__Your task__.
Where does the string "usize" occur in the records below? Copy every line that holds it.

Data to examine: Begin

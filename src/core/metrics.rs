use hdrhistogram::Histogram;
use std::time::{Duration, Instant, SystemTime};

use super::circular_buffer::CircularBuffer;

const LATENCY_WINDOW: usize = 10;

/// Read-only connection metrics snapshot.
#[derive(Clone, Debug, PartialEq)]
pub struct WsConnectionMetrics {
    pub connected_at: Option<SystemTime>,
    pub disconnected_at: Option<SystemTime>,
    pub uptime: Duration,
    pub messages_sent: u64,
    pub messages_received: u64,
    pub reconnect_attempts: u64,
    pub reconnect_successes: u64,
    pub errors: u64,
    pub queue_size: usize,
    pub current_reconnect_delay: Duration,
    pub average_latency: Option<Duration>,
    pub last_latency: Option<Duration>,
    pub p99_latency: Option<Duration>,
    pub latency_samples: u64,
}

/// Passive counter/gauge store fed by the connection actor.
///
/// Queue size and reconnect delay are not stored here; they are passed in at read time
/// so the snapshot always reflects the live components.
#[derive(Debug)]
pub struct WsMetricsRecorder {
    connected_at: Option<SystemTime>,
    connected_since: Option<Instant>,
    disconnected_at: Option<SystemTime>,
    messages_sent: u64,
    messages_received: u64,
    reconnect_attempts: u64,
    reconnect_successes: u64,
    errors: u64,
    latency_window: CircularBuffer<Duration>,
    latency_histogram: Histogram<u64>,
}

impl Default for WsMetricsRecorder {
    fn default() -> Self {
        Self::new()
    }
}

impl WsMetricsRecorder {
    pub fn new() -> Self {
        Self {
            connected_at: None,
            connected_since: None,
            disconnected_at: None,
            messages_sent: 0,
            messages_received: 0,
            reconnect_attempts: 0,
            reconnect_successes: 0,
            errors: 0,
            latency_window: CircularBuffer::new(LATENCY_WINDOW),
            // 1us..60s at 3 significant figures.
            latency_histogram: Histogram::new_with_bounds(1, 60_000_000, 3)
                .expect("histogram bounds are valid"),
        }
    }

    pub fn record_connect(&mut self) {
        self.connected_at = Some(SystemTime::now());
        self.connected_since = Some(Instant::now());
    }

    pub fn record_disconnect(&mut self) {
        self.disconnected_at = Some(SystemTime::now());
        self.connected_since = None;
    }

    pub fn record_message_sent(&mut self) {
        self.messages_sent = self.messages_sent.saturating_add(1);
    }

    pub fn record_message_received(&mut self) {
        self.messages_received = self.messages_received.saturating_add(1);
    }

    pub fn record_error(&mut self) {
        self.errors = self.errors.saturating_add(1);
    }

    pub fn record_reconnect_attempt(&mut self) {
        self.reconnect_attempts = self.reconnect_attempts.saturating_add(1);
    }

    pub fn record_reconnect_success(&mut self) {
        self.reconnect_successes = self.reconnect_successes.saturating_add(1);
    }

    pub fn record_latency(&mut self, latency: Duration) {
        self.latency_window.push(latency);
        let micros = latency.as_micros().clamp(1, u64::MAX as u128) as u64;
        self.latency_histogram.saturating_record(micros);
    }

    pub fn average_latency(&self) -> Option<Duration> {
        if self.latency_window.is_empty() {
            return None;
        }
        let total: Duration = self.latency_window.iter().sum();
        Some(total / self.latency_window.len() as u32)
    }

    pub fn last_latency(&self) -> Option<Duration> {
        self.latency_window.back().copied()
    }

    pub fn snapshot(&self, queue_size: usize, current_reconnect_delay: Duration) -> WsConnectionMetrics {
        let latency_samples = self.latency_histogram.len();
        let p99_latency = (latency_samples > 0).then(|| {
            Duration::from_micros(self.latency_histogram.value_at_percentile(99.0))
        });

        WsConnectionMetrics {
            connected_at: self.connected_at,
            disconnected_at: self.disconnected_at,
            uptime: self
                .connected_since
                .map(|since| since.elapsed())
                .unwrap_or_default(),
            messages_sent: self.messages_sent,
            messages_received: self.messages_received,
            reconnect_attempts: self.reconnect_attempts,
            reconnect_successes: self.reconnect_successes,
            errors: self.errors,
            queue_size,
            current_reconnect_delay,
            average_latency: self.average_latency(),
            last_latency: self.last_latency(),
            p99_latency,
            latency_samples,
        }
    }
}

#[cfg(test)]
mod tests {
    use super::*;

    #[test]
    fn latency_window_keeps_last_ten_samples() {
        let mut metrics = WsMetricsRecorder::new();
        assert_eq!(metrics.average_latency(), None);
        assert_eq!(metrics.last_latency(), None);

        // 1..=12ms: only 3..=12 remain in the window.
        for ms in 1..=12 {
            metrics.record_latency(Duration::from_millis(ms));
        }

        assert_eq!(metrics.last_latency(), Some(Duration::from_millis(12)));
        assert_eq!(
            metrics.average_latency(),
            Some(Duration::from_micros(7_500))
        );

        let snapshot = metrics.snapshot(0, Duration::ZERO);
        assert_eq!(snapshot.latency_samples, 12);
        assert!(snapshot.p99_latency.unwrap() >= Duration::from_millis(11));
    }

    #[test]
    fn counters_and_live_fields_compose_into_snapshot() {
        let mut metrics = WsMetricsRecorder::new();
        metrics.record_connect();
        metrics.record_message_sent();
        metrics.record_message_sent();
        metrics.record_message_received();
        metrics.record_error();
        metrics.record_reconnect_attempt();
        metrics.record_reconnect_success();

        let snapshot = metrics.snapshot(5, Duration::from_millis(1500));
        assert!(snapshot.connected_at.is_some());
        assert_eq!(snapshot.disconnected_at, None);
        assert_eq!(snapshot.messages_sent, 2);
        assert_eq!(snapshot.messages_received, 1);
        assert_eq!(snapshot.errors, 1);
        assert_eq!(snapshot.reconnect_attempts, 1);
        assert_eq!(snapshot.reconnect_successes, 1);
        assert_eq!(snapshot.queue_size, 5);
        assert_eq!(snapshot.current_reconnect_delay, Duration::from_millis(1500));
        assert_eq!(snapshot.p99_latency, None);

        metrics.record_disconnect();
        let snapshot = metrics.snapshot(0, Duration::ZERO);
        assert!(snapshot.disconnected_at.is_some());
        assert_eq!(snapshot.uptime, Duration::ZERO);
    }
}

Data to examine: End

__Your solution__.
const LATENCY_WINDOW: usize = 10;
    pub queue_size: usize,
    pub fn snapshot(&self, queue_size: usize, current_reconnect_delay: Duration) -> WsConnectionMetrics {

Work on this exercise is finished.